» Task to complete
Every line containing "BufReader" should be copied out. Go through the entries and find them.
────────────────
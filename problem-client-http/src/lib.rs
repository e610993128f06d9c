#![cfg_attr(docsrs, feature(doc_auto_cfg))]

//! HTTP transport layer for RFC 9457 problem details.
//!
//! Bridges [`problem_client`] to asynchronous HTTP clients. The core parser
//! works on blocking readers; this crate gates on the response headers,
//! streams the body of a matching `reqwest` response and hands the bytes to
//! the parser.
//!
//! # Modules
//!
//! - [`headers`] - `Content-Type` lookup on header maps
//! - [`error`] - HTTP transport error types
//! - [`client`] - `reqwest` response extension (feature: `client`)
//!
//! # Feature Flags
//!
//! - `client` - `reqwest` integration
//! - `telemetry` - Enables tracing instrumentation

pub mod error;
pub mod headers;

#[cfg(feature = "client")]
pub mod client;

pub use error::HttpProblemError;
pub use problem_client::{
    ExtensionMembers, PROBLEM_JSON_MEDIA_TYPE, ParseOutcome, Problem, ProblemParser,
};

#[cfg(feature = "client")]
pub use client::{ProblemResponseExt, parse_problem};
────────────────
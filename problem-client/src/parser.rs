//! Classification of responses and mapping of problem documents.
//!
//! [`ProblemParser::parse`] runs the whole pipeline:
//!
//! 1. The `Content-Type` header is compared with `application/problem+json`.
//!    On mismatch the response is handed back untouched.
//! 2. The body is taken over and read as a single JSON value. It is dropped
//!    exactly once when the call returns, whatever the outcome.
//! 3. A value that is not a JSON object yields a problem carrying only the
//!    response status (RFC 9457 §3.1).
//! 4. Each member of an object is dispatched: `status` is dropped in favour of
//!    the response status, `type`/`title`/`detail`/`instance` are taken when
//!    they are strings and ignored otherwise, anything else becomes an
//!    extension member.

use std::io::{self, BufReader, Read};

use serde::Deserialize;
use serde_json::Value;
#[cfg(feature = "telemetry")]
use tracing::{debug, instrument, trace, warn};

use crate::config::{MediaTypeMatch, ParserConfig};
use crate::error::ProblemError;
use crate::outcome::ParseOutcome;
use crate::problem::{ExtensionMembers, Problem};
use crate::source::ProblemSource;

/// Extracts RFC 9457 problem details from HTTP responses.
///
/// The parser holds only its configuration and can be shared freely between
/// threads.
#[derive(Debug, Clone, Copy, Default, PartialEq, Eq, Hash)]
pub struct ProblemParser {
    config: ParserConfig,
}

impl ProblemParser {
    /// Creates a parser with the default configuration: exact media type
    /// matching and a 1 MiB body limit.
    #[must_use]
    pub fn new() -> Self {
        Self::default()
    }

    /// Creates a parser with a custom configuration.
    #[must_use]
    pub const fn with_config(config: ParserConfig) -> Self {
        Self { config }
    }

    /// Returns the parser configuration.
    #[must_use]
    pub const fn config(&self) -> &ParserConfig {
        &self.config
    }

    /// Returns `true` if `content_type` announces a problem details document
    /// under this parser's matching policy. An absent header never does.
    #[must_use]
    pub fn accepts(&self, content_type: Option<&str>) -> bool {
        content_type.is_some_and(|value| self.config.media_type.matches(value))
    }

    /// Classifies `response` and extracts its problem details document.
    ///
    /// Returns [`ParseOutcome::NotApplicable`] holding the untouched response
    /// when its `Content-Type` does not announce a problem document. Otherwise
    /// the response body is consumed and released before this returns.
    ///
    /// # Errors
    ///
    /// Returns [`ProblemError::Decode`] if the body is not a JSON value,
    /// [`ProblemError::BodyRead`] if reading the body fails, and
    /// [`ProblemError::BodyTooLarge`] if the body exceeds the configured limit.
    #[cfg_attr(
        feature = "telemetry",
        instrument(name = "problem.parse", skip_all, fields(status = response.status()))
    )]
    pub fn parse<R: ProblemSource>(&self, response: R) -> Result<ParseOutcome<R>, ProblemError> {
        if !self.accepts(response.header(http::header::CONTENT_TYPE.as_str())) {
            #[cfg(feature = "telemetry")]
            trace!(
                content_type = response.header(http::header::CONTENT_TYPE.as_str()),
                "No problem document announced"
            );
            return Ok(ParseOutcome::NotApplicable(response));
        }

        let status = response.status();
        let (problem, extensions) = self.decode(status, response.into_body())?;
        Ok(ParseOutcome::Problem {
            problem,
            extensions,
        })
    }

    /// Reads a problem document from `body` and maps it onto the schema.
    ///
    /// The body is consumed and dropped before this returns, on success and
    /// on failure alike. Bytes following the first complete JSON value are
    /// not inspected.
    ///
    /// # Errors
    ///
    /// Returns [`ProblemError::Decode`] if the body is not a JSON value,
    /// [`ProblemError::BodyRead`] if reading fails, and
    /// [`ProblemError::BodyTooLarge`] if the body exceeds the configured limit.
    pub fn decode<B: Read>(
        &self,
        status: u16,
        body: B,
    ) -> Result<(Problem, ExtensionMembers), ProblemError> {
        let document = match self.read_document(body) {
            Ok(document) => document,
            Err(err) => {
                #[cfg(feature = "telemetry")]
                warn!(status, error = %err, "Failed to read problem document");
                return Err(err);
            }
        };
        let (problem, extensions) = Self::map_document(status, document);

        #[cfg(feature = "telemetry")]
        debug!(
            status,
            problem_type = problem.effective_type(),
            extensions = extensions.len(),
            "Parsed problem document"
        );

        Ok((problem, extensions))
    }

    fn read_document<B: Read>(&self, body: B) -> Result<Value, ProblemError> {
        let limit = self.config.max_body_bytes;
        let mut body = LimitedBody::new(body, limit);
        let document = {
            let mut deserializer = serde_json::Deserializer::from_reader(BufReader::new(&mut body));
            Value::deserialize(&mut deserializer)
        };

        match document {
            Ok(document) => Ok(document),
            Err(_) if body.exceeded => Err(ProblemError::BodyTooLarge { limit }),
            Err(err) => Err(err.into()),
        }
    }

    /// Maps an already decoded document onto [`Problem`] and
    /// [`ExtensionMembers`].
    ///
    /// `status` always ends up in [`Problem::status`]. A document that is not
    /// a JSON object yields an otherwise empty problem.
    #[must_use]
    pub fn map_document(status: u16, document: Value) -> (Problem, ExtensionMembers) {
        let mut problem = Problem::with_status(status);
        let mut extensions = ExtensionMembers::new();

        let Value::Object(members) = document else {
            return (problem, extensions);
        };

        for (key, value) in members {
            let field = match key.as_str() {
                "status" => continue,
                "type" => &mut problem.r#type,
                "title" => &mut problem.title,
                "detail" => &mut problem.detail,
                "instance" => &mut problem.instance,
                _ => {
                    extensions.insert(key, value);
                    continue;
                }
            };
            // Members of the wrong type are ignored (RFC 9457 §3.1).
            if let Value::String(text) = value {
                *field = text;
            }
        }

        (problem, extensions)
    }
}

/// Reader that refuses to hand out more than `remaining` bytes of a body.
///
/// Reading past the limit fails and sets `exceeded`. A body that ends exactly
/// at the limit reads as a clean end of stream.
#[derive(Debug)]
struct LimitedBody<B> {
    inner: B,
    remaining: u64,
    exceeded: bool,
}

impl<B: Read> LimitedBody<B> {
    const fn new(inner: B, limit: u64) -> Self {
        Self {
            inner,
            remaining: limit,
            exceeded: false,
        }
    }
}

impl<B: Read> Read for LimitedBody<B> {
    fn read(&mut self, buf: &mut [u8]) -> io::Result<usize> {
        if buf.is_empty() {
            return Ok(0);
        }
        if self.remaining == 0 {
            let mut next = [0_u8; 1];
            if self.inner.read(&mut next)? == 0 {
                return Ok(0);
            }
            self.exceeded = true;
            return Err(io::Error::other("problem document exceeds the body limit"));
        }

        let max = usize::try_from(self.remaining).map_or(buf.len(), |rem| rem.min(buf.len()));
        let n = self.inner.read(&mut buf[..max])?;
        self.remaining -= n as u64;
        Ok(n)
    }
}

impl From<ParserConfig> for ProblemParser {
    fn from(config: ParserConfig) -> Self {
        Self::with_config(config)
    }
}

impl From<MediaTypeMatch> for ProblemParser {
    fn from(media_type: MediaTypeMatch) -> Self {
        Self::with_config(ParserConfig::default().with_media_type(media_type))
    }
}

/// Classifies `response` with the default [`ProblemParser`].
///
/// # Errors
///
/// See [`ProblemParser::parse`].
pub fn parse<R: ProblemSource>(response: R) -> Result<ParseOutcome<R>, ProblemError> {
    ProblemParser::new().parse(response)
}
────────────────
» Output
use std::io::{self, BufReader, Read};
            let mut deserializer = serde_json::Deserializer::from_reader(BufReader::new(&mut body));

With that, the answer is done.